**Data section**.
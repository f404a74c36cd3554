use crate::dataset::Dataset;
use serde::Serialize;
use std::cmp::Ordering;
use std::fmt;

#[derive(Debug, Clone, PartialEq, Serialize)]
pub struct Correlation {
    pub left: String,
    pub right: String,
    pub coefficient: f64,
    /// Rows where both columns held a number.
    pub pairs: usize,
}

#[derive(Debug, Clone, Copy, PartialEq, Eq, Serialize)]
#[serde(rename_all = "lowercase")]
pub enum Strength {
    Strong,
    Moderate,
    Weak,
}

impl Strength {
    pub fn of(coefficient: f64) -> Self {
        let r = coefficient.abs();
        if r >= 0.7 {
            Strength::Strong
        } else if r >= 0.4 {
            Strength::Moderate
        } else {
            Strength::Weak
        }
    }
}

impl fmt::Display for Strength {
    fn fmt(&self, f: &mut fmt::Formatter<'_>) -> fmt::Result {
        f.write_str(match self {
            Strength::Strong => "strong",
            Strength::Moderate => "moderate",
            Strength::Weak => "weak",
        })
    }
}

impl Correlation {
    pub fn strength(&self) -> Strength {
        Strength::of(self.coefficient)
    }
}

/// Sum-based Pearson coefficient over paired samples. A zero denominator
/// (constant input or no pairs) yields 0.
pub fn pearson(x: &[f64], y: &[f64]) -> f64 {
    let n = x.len().min(y.len());
    if n == 0 {
        return 0.0;
    }
    let (x, y) = (&x[..n], &y[..n]);
    let nf = n as f64;
    let sum_x: f64 = x.iter().sum();
    let sum_y: f64 = y.iter().sum();
    let sum_xy: f64 = x.iter().zip(y).map(|(a, b)| a * b).sum();
    let sum_x2: f64 = x.iter().map(|a| a * a).sum();
    let sum_y2: f64 = y.iter().map(|b| b * b).sum();

    let numerator = nf * sum_xy - sum_x * sum_y;
    let spread_x = nf * sum_x2 - sum_x * sum_x;
    let spread_y = nf * sum_y2 - sum_y * sum_y;
    if spread_x <= 0.0 || spread_y <= 0.0 {
        return 0.0;
    }
    let denominator = (spread_x * spread_y).sqrt();
    if denominator == 0.0 || !denominator.is_finite() {
        return 0.0;
    }
    (numerator / denominator).clamp(-1.0, 1.0)
}

/// Rows where both columns hold a number; a missing value drops only this pair.
pub fn paired_values(dataset: &Dataset, left: usize, right: usize) -> (Vec<f64>, Vec<f64>) {
    dataset
        .rows()
        .iter()
        .filter_map(|row| Some((row[left].as_number()?, row[right].as_number()?)))
        .unzip()
}

/// Pairwise coefficients among the first `cap` numeric columns, strongest first.
pub fn rank_correlations(dataset: &Dataset, numeric_columns: &[String], cap: usize) -> Vec<Correlation> {
    let considered: Vec<(&String, usize)> = numeric_columns
        .iter()
        .take(cap)
        .filter_map(|name| dataset.column_index(name).map(|idx| (name, idx)))
        .collect();

    let mut correlations = Vec::new();
    for (i, &(left, left_idx)) in considered.iter().enumerate() {
        for &(right, right_idx) in &considered[i + 1..] {
            let (x, y) = paired_values(dataset, left_idx, right_idx);
            correlations.push(Correlation {
                left: left.clone(),
                right: right.clone(),
                coefficient: pearson(&x, &y),
                pairs: x.len(),
            });
        }
    }
    correlations.sort_by(|a, b| {
        b.coefficient
            .abs()
            .partial_cmp(&a.coefficient.abs())
            .unwrap_or(Ordering::Equal)
    });
    correlations
}

#[cfg(test)]
mod tests {
    use super::*;
    use crate::value::CellValue;

    #[test]
    fn test_identical_columns() {
        let x = [1.0, 2.5, 3.0, 8.0, 13.0];
        assert!((pearson(&x, &x) - 1.0).abs() < 1e-12);
    }

    #[test]
    fn test_inverse_columns() {
        let x = [1.0, 2.0, 3.0, 4.0];
        let y = [8.0, 6.0, 4.0, 2.0];
        assert!((pearson(&x, &y) + 1.0).abs() < 1e-12);
    }

    #[test]
    fn test_constant_column_is_zero() {
        assert_eq!(pearson(&[1.0, 2.0, 3.0], &[4.0, 4.0, 4.0]), 0.0);
        assert_eq!(pearson(&[], &[]), 0.0);
    }

    #[test]
    fn test_pairwise_drop_and_cap() {
        let n = |v: f64| CellValue::Number(v);
        let dataset = Dataset::new(
            "c.csv",
            vec!["a".into(), "b".into(), "c".into(), "d".into()],
            vec![
                vec![n(1.0), n(2.0), n(5.0), n(1.0)],
                vec![n(2.0), CellValue::Null, n(3.0), n(2.0)],
                vec![n(3.0), n(6.0), n(9.0), n(3.0)],
                vec![n(4.0), n(8.0), n(1.0), n(4.0)],
            ],
        );
        let (x, y) = paired_values(&dataset, 0, 1);
        assert_eq!(x, vec![1.0, 3.0, 4.0]);
        assert_eq!(y, vec![2.0, 6.0, 8.0]);

        let columns: Vec<String> = dataset.columns().to_vec();
        let ranked = rank_correlations(&dataset, &columns, 3);
        assert_eq!(ranked.len(), 3);
        assert!(ranked.iter().all(|c| c.left != "d" && c.right != "d"));
        assert_eq!((ranked[0].left.as_str(), ranked[0].right.as_str()), ("a", "b"));
        assert_eq!(ranked[0].pairs, 3);
        assert_eq!(ranked[0].strength(), Strength::Strong);
        assert!(ranked.windows(2).all(|w| w[0].coefficient.abs() >= w[1].coefficient.abs()));
    }
}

**What you will do**.
Tell how many lines in the material contain the word "usize". Only the number is wanted.

**The completed task**.
4